Return every line from the one with "const WINDOW: Duration" through the one with "-> Result<SafetyCheckResult, SafetyError>", inclusive, exactly as it appears below.

(Beginning of Given records)

use std::collections::{HashMap, VecDeque};

use crate::error::WorkflowError;
use crate::node::Node;
use crate::workflow::Connection;

/// Dependency graph over workflow nodes.
#[derive(Debug, Clone)]
pub struct Graph {
  /// Adjacency list: node id -> downstream node ids.
  adjacency: HashMap<u64, Vec<u64>>,
  /// Reverse adjacency: node id -> upstream node ids.
  reverse_adjacency: HashMap<u64, Vec<u64>>,
}

impl Graph {
  /// Build a graph from nodes and connections.
  pub fn new(nodes: &[Node], connections: &[Connection]) -> Self {
    let mut adjacency: HashMap<u64, Vec<u64>> = HashMap::new();
    let mut reverse_adjacency: HashMap<u64, Vec<u64>> = HashMap::new();

    for node in nodes {
      adjacency.entry(node.id).or_default();
      reverse_adjacency.entry(node.id).or_default();
    }

    for conn in connections {
      adjacency.entry(conn.from).or_default().push(conn.to);
      reverse_adjacency.entry(conn.to).or_default().push(conn.from);
    }

    Self {
      adjacency,
      reverse_adjacency,
    }
  }

  /// Get downstream nodes for a given node.
  pub fn downstream(&self, node_id: u64) -> &[u64] {
    self
      .adjacency
      .get(&node_id)
      .map(|v| v.as_slice())
      .unwrap_or(&[])
  }

  /// Get upstream nodes for a given node.
  pub fn upstream(&self, node_id: u64) -> &[u64] {
    self
      .reverse_adjacency
      .get(&node_id)
      .map(|v| v.as_slice())
      .unwrap_or(&[])
  }

  /// Kahn's algorithm. Returns node ids in dependency order, or the set of
  /// nodes stuck on a cycle.
  ///
  /// Ties are broken by ascending node id so the order is deterministic.
  pub fn topological_order(&self) -> Result<Vec<u64>, WorkflowError> {
    let mut in_degree: HashMap<u64, usize> = self
      .adjacency
      .keys()
      .map(|id| (*id, self.upstream(*id).len()))
      .collect();

    let mut roots: Vec<u64> = in_degree
      .iter()
      .filter(|(_, deg)| **deg == 0)
      .map(|(id, _)| *id)
      .collect();
    roots.sort_unstable();

    let mut queue: VecDeque<u64> = roots.into();
    let mut order = Vec::with_capacity(in_degree.len());

    while let Some(id) = queue.pop_front() {
      order.push(id);
      let mut released: Vec<u64> = Vec::new();
      for next in self.downstream(id) {
        if let Some(deg) = in_degree.get_mut(next) {
          *deg -= 1;
          if *deg == 0 {
            released.push(*next);
          }
        }
      }
      released.sort_unstable();
      queue.extend(released);
    }

    if order.len() < in_degree.len() {
      let mut stuck: Vec<u64> = in_degree
        .into_iter()
        .filter(|(id, _)| !order.contains(id))
        .map(|(id, _)| id)
        .collect();
      stuck.sort_unstable();
      return Err(WorkflowError::CycleDetected(stuck));
    }

    Ok(order)
  }
}

#[cfg(test)]
mod tests {
  use super::*;

  fn node(id: u64) -> Node {
    Node {
      id,
      node_type: "device".into(),
      device_id: None,
      capability: None,
      action: None,
      parameters: Default::default(),
    }
  }

  fn conn(from: u64, to: u64) -> Connection {
    Connection { from, to }
  }

  #[test]
  fn topological_order_respects_edges() {
    let nodes = vec![node(1), node(2), node(3), node(4)];
    let graph = Graph::new(&nodes, &[conn(1, 3), conn(2, 3), conn(3, 4)]);

    let order = graph.topological_order().unwrap();
    let pos = |id: u64| order.iter().position(|n| *n == id).unwrap();
    assert!(pos(1) < pos(3));
    assert!(pos(2) < pos(3));
    assert!(pos(3) < pos(4));
  }

  #[test]
  fn cycle_is_detected() {
    let nodes = vec![node(1), node(2), node(3)];
    let graph = Graph::new(&nodes, &[conn(1, 2), conn(2, 3), conn(3, 1)]);

    let err = graph.topological_order().unwrap_err();
    assert!(matches!(err, WorkflowError::CycleDetected(ids) if ids == vec![1, 2, 3]));
  }

  #[test]
  fn disconnected_nodes_are_ordered() {
    let nodes = vec![node(5), node(9)];
    let graph = Graph::new(&nodes, &[]);
    let order = graph.topological_order().unwrap();
    assert_eq!(order, vec![5, 9]);
  }
}
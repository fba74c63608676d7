use std::collections::HashMap;

use async_trait::async_trait;
use tokio_util::sync::CancellationToken;

use crate::command::{DeviceCommand, OperationOutcome};
use crate::error::DeviceError;
use crate::status::DeviceStatus;
use crate::translate::CompiledTemplate;

/// Executes device operations. Implemented by protocol adapters.
///
/// The token is a request, not a guarantee: an implementation that cannot
/// abort mid-flight may let the call run to completion.
#[async_trait]
pub trait DeviceExecutor: Send + Sync {
  async fn execute(
    &self,
    command: &DeviceCommand,
    cancel: &CancellationToken,
  ) -> Result<OperationOutcome, DeviceError>;
}

/// Queries device health. Consumed by the device-state safety checker.
#[async_trait]
pub trait DeviceStatusProvider: Send + Sync {
  async fn status(&self, device_id: &str) -> Result<DeviceStatus, DeviceError>;
}

/// Optional per-operation code template compilation.
pub trait TemplateCompiler: Send + Sync {
  fn compile_template(
    &self,
    template_id: &str,
    parameters: &HashMap<String, serde_json::Value>,
    context: &serde_json::Value,
  ) -> CompiledTemplate;
}
use serde::{Deserialize, Serialize};

use crate::enums::{DeviceCategory, SafetyLevel};

/// Workflow metadata as exported by the editor.
///
/// Every field is optional on the wire; the parser fills defaults.
#[derive(Debug, Clone, Default, PartialEq, Serialize, Deserialize)]
#[serde(rename_all = "camelCase")]
pub struct MetadataDef {
  #[serde(skip_serializing_if = "Option::is_none")]
  pub name: Option<String>,
  #[serde(skip_serializing_if = "Option::is_none")]
  pub description: Option<String>,
  #[serde(skip_serializing_if = "Option::is_none")]
  pub version: Option<String>,
  #[serde(skip_serializing_if = "Option::is_none")]
  pub created_at: Option<String>,
  #[serde(skip_serializing_if = "Option::is_none")]
  pub device_category: Option<DeviceCategory>,
  #[serde(skip_serializing_if = "Option::is_none")]
  pub safety_level: Option<SafetyLevel>,
}
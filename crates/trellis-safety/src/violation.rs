use serde::{Deserialize, Serialize};

/// Severity of a safety violation.
#[derive(Debug, Clone, Copy, PartialEq, Eq, PartialOrd, Ord, Serialize, Deserialize)]
#[serde(rename_all = "snake_case")]
pub enum Severity {
  Low,
  Medium,
  High,
  Critical,
}

impl std::fmt::Display for Severity {
  fn fmt(&self, f: &mut std::fmt::Formatter<'_>) -> std::fmt::Result {
    match self {
      Self::Low => write!(f, "low"),
      Self::Medium => write!(f, "medium"),
      Self::High => write!(f, "high"),
      Self::Critical => write!(f, "critical"),
    }
  }
}

/// A safety-policy failure reported by a checker.
#[derive(Debug, Clone, PartialEq, Serialize, Deserialize)]
pub struct SafetyViolation {
  pub code: String,
  pub message: String,
  pub severity: Severity,
  /// When true together with `Critical`, the whole execution must stop and
  /// the emergency protocol fires.
  pub emergency_stop_required: bool,
}

impl SafetyViolation {
  pub fn new(
    code: impl Into<String>,
    message: impl Into<String>,
    severity: Severity,
  ) -> Self {
    Self {
      code: code.into(),
      message: message.into(),
      severity,
      emergency_stop_required: false,
    }
  }

  pub fn with_emergency_stop(mut self) -> Self {
    self.emergency_stop_required = true;
    self
  }

  pub fn is_emergency_stop(&self) -> bool {
    self.severity == Severity::Critical && self.emergency_stop_required
  }
}

/// Aggregated outcome of one checker, or of the whole pipeline.
#[derive(Debug, Clone, Default, PartialEq, Serialize, Deserialize)]
pub struct SafetyCheckResult {
  pub passed: bool,
  pub violations: Vec<SafetyViolation>,
  pub warnings: Vec<String>,
  pub requires_confirmation: bool,
  pub emergency_protocol_triggered: bool,
}

impl SafetyCheckResult {
  /// A clean pass.
  pub fn pass() -> Self {
    Self {
      passed: true,
      ..Default::default()
    }
  }

  /// Build a result from accumulated parts; `passed` is derived.
  pub fn from_parts(
    violations: Vec<SafetyViolation>,
    warnings: Vec<String>,
    requires_confirmation: bool,
    emergency_protocol_triggered: bool,
  ) -> Self {
    let passed = !violations.iter().any(|v| v.severity == Severity::Critical);
    Self {
      passed,
      violations,
      warnings,
      requires_confirmation,
      emergency_protocol_triggered,
    }
  }

  pub fn has_emergency_stop(&self) -> bool {
    self.violations.iter().any(SafetyViolation::is_emergency_stop)
  }
}
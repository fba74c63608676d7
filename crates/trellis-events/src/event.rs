use serde::{Deserialize, Serialize};

/// A lifecycle notification emitted by the parser, compiler, or coordinator.
///
/// Events are observable side effects only: nothing in the core reads them
/// back, and no persistence is attached.
#[derive(Debug, Clone, PartialEq, Serialize, Deserialize)]
#[serde(tag = "event", rename_all = "snake_case")]
pub enum WorkflowEvent {
  WorkflowParsed {
    workflow_id: String,
    node_count: usize,
    complexity: u32,
  },
  CompilationStarted {
    workflow_id: String,
  },
  CompilationCompleted {
    workflow_id: String,
    plan_id: String,
    step_count: usize,
    warning_count: usize,
  },
  CompilationFailed {
    workflow_id: String,
    reason: String,
  },
  ExecutionStarted {
    execution_id: String,
    plan_id: String,
  },
  ExecutionCompleted {
    execution_id: String,
  },
  ExecutionFailed {
    execution_id: String,
    code: String,
    message: String,
  },
  ExecutionCancelled {
    execution_id: String,
    reason: String,
  },
  StepStarted {
    execution_id: String,
    step_id: String,
  },
  StepCompleted {
    execution_id: String,
    step_id: String,
  },
  StepFailed {
    execution_id: String,
    step_id: String,
    reason: String,
  },
  ProgressUpdate {
    execution_id: String,
    progress: u8,
  },
  DeviceOperationCompleted {
    execution_id: String,
    device_id: String,
    capability: String,
  },
  SafetyIncident {
    device_id: String,
    severity: String,
    description: String,
  },
}

impl WorkflowEvent {
  /// Stable snake_case name, used for log records.
  pub fn name(&self) -> &'static str {
    match self {
      Self::WorkflowParsed { .. } => "workflow_parsed",
      Self::CompilationStarted { .. } => "compilation_started",
      Self::CompilationCompleted { .. } => "compilation_completed",
      Self::CompilationFailed { .. } => "compilation_failed",
      Self::ExecutionStarted { .. } => "execution_started",
      Self::ExecutionCompleted { .. } => "execution_completed",
      Self::ExecutionFailed { .. } => "execution_failed",
      Self::ExecutionCancelled { .. } => "execution_cancelled",
      Self::StepStarted { .. } => "step_started",
      Self::StepCompleted { .. } => "step_completed",
      Self::StepFailed { .. } => "step_failed",
      Self::ProgressUpdate { .. } => "progress_update",
      Self::DeviceOperationCompleted { .. } => "device_operation_completed",
      Self::SafetyIncident { .. } => "safety_incident",
    }
  }
}
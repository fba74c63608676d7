use thiserror::Error;

#[derive(Debug, Error)]
pub enum DeviceError {
  #[error("device '{0}' not found")]
  NotFound(String),

  #[error("device '{0}' is offline")]
  Offline(String),

  #[error("device '{device_id}' does not support capability '{capability}'")]
  UnsupportedCapability {
    device_id: String,
    capability: String,
  },

  #[error("operation failed on device '{device_id}': {message}")]
  OperationFailed { device_id: String, message: String },

  #[error("operation cancelled")]
  Cancelled,
}
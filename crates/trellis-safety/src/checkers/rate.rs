use std::collections::HashMap;
use std::sync::Mutex;
use std::time::{Duration, Instant};

use async_trait::async_trait;

use crate::checker::SafetyChecker;
use crate::context::{OperationRequest, SafetyContext};
use crate::error::SafetyError;
use crate::violation::{SafetyCheckResult, SafetyViolation, Severity};

const WINDOW: Duration = Duration::from_secs(60);

const MEDICAL_LIMIT: usize = 10;
const ELEVATED_LIMIT: usize = 20;
const DEFAULT_LIMIT: usize = 30;

#[derive(Debug, Clone, Hash, Eq, PartialEq)]
struct RateKey {
  user_id: String,
  device_id: String,
  capability: String,
}

/// Sliding-window rate limiting keyed by (user, device, capability).
///
/// The window map is process-wide because the pipeline holding this checker
/// is shared across executions. Expired entries are purged lazily on each
/// call; nothing else writes the map.
pub struct RateLimitChecker {
  windows: Mutex<HashMap<RateKey, Vec<Instant>>>,
}

impl RateLimitChecker {
  pub fn new() -> Self {
    Self {
      windows: Mutex::new(HashMap::new()),
    }
  }

  fn limit_for(request: &OperationRequest, context: &SafetyContext) -> usize {
    if context.device_category.is_medical() {
      MEDICAL_LIMIT
    } else if request.priority.is_elevated() {
      ELEVATED_LIMIT
    } else {
      DEFAULT_LIMIT
    }
  }
}

impl Default for RateLimitChecker {
  fn default() -> Self {
    Self::new()
  }
}

#[async_trait]
impl SafetyChecker for RateLimitChecker {
  fn name(&self) -> &'static str {
    "rate_limiting"
  }

  fn priority(&self) -> u8 {
    4
  }

  async fn evaluate(
    &self,
    request: &OperationRequest,
    context: &SafetyContext,
  ) -> Result<SafetyCheckResult, SafetyError> {
    let user_id = context
      .user
      .as_ref()
      .map(|u| u.user_id.clone())
      .unwrap_or_else(|| "anonymous".to_string());

    let key = RateKey {
      user_id,
      device_id: request.device_id.clone(),
      capability: request.capability.clone(),
    };
    let limit = Self::limit_for(request, context);
    let now = Instant::now();

    let mut windows = self
      .windows
      .lock()
      .map_err(|_| SafetyError::Internal("rate window lock poisoned".into()))?;

    // Lazy purge: drop expired entries across the whole map.
    windows.retain(|_, calls| {
      calls.retain(|t| now.duration_since(*t) < WINDOW);
      !calls.is_empty()
    });

    let calls = windows.entry(key).or_default();
    calls.push(now);

    if calls.len() > limit {
      let violation = SafetyViolation::new(
        "RATE_LIMIT_EXCEEDED",
        format!(
          "call {} of '{}' on device '{}' exceeds the limit of {limit} per 60s",
          calls.len(),
          request.capability,
          request.device_id
        ),
        Severity::Medium,
      );
      return Ok(SafetyCheckResult::from_parts(vec![violation], vec![], false, false));
    }

    Ok(SafetyCheckResult::pass())
  }
}

#[cfg(test)]
mod tests {
  use trellis_config::DeviceCategory;

  use super::*;
  use crate::context::{Priority, UserContext};

  fn request(priority: Priority) -> OperationRequest {
    OperationRequest {
      operation_id: "op-1".into(),
      device_id: "pump-1".into(),
      capability: "infuse".into(),
      parameters: Default::default(),
      priority,
    }
  }

  fn context(category: DeviceCategory) -> SafetyContext {
    SafetyContext::for_category(category).with_user(UserContext::new("user-1", &[]))
  }

  #[tokio::test]
  async fn eleventh_medical_call_is_limited() {
    let checker = RateLimitChecker::new();
    let req = request(Priority::Normal);
    let ctx = context(DeviceCategory::Medical);

    for call in 1..=10 {
      let result = checker.evaluate(&req, &ctx).await.unwrap();
      assert!(result.passed, "call {call} should pass");
      assert!(result.violations.is_empty());
    }

    let result = checker.evaluate(&req, &ctx).await.unwrap();
    assert_eq!(result.violations[0].code, "RATE_LIMIT_EXCEEDED");
    assert_eq!(result.violations[0].severity, Severity::Medium);
    // Medium does not abort the chain or fail the check outright.
    assert!(result.passed);
  }

  #[tokio::test]
  async fn keys_are_isolated_per_device() {
    let checker = RateLimitChecker::new();
    let ctx = context(DeviceCategory::Medical);

    for _ in 0..10 {
      checker.evaluate(&request(Priority::Normal), &ctx).await.unwrap();
    }

    let mut other = request(Priority::Normal);
    other.device_id = "pump-2".into();
    let result = checker.evaluate(&other, &ctx).await.unwrap();
    assert!(result.violations.is_empty());
  }

  #[tokio::test]
  async fn elevated_priority_gets_higher_limit() {
    let checker = RateLimitChecker::new();
    let ctx = context(DeviceCategory::Personal);
    let req = request(Priority::Urgent);

    for _ in 0..20 {
      let result = checker.evaluate(&req, &ctx).await.unwrap();
      assert!(result.violations.is_empty());
    }
    let result = checker.evaluate(&req, &ctx).await.unwrap();
    assert_eq!(result.violations.len(), 1);
  }
}
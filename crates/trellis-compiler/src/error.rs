use thiserror::Error;
use trellis_workflow::WorkflowError;

#[derive(Debug, Error)]
pub enum CompilationError {
  /// Every step failed to compile; the warnings carry the reasons.
  #[error("compilation produced no executable steps ({warning_count} step failure(s))")]
  EmptyPlan { warning_count: usize },

  #[error(transparent)]
  Graph(#[from] WorkflowError),
}
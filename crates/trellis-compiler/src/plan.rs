use std::collections::HashMap;
use std::time::Duration;

use serde::{Deserialize, Serialize};
use trellis_config::DeviceCategory;
use trellis_safety::SafetyContext;

/// The executable artifact derived from a workflow. Immutable once built;
/// recompiling the same workflow yields the same shape under a new plan id.
#[derive(Debug, Clone, PartialEq, Serialize, Deserialize)]
pub struct CompiledPlan {
  pub plan_id: String,
  pub workflow_id: String,
  pub steps: Vec<ExecutionStep>,
  /// Step ids in topological order, computed once at compile time.
  pub order: Vec<String>,
  pub warnings: Vec<CompileWarning>,
  pub estimated_duration: Duration,
}

impl CompiledPlan {
  pub fn get_step(&self, step_id: &str) -> Option<&ExecutionStep> {
    self.steps.iter().find(|s| s.step_id == step_id)
  }
}

/// Compilation unit corresponding to one workflow node.
#[derive(Debug, Clone, PartialEq, Serialize, Deserialize)]
pub struct ExecutionStep {
  /// Deterministic per node (`step-<node id>`), so dependency sets survive
  /// recompilation unchanged.
  pub step_id: String,
  pub node_id: u64,
  pub device_operations: Vec<DeviceOperationSequence>,
  /// Step ids this step waits for.
  pub dependencies: Vec<String>,
  /// Checker tags that gate this step's operations.
  pub safety_checks: Vec<String>,
  /// Compensating operations, run best-effort after a failure.
  pub rollback_plan: Vec<DeviceOperation>,
}

/// Ordered operations against a single device.
#[derive(Debug, Clone, PartialEq, Serialize, Deserialize)]
pub struct DeviceOperationSequence {
  pub device_id: String,
  pub device_category: DeviceCategory,
  pub operations: Vec<DeviceOperation>,
  /// Category-derived baseline; the coordinator attaches the requesting
  /// user before validation.
  pub safety_context: SafetyContext,
  pub timeout: Duration,
  pub retry_count: u32,
}

/// One capability invocation with parameters.
#[derive(Debug, Clone, PartialEq, Serialize, Deserialize)]
pub struct DeviceOperation {
  pub sequence: u32,
  pub capability: String,
  #[serde(default)]
  pub parameters: HashMap<String, serde_json::Value>,
  #[serde(skip_serializing_if = "Option::is_none")]
  pub expected_result: Option<serde_json::Value>,
}

/// A non-fatal, per-step compilation failure.
#[derive(Debug, Clone, PartialEq, Serialize, Deserialize)]
pub struct CompileWarning {
  pub node_id: u64,
  pub message: String,
}
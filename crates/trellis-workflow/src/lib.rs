//! Trellis Workflow
//!
//! The normalized workflow representation. A `Workflow` is the validated,
//! immutable form of an editor payload, ready for compilation.
//!
//! Key differences from `trellis-config`:
//! - Structure is validated (arrays present, node ids unique, edges resolve)
//! - Metadata defaults are filled and a complexity score is attached
//! - The dependency graph can be built and topologically ordered

mod error;
mod graph;
mod node;
mod parser;
mod workflow;

pub use error::{ValidationError, WorkflowError};
pub use graph::Graph;
pub use node::Node;
pub use parser::WorkflowParser;
pub use workflow::{Connection, Metadata, Workflow};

(End of Given records)

### [Answer to the exercise]
const WINDOW: Duration = Duration::from_secs(60);

const MEDICAL_LIMIT: usize = 10;
const ELEVATED_LIMIT: usize = 20;
const DEFAULT_LIMIT: usize = 30;

#[derive(Debug, Clone, Hash, Eq, PartialEq)]
struct RateKey {
  user_id: String,
  device_id: String,
  capability: String,
}

/// Sliding-window rate limiting keyed by (user, device, capability).
///
/// The window map is process-wide because the pipeline holding this checker
/// is shared across executions. Expired entries are purged lazily on each
/// call; nothing else writes the map.
pub struct RateLimitChecker {
  windows: Mutex<HashMap<RateKey, Vec<Instant>>>,
}

impl RateLimitChecker {
  pub fn new() -> Self {
    Self {
      windows: Mutex::new(HashMap::new()),
    }
  }

  fn limit_for(request: &OperationRequest, context: &SafetyContext) -> usize {
    if context.device_category.is_medical() {
      MEDICAL_LIMIT
    } else if request.priority.is_elevated() {
      ELEVATED_LIMIT
    } else {
      DEFAULT_LIMIT
    }
  }
}

impl Default for RateLimitChecker {
  fn default() -> Self {
    Self::new()
  }
}

#[async_trait]
impl SafetyChecker for RateLimitChecker {
  fn name(&self) -> &'static str {
    "rate_limiting"
  }

  fn priority(&self) -> u8 {
    4
  }

  async fn evaluate(
    &self,
    request: &OperationRequest,
    context: &SafetyContext,
  ) -> Result<SafetyCheckResult, SafetyError> {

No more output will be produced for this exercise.